Your task —
Reproduce the lines from the one holding "pub const SM: f32 = 4.0;" to the end of the entries. Include both ends and change nothing.

Supplied data —
↓

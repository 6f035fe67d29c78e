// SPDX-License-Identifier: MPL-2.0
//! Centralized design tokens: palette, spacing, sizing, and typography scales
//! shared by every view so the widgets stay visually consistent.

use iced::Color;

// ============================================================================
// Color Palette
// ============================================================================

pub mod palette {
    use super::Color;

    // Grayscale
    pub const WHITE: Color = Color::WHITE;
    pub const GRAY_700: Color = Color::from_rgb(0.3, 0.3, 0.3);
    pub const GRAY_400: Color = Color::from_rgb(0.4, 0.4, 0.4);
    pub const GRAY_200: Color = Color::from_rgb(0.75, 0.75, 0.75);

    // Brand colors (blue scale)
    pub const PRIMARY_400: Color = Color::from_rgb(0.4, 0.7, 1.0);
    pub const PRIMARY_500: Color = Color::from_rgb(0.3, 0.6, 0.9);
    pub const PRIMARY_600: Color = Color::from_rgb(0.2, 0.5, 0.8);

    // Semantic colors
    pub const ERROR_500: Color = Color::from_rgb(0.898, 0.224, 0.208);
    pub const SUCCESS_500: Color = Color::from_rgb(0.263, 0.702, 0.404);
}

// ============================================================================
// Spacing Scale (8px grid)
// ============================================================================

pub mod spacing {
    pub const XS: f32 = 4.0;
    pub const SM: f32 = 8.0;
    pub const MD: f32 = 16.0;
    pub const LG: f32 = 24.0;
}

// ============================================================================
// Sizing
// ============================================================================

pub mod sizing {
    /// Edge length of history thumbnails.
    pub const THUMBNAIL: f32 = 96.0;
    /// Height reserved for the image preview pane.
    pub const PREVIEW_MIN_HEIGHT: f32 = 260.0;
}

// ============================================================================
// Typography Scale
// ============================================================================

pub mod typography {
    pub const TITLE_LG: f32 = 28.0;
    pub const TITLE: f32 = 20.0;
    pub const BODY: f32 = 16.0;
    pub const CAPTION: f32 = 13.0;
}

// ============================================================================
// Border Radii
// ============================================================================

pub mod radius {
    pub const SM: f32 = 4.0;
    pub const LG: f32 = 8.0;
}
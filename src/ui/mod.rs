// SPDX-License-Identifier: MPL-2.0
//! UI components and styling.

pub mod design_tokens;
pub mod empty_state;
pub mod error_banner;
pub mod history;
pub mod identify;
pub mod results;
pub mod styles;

↑

Result of the exercise —
    pub const SM: f32 = 4.0;
    pub const LG: f32 = 8.0;
}
filename src/ui/mod.rs
// SPDX-License-Identifier: MPL-2.0
//! UI components and styling.

pub mod design_tokens;
pub mod empty_state;
pub mod error_banner;
pub mod history;
pub mod identify;
pub mod results;
pub mod styles;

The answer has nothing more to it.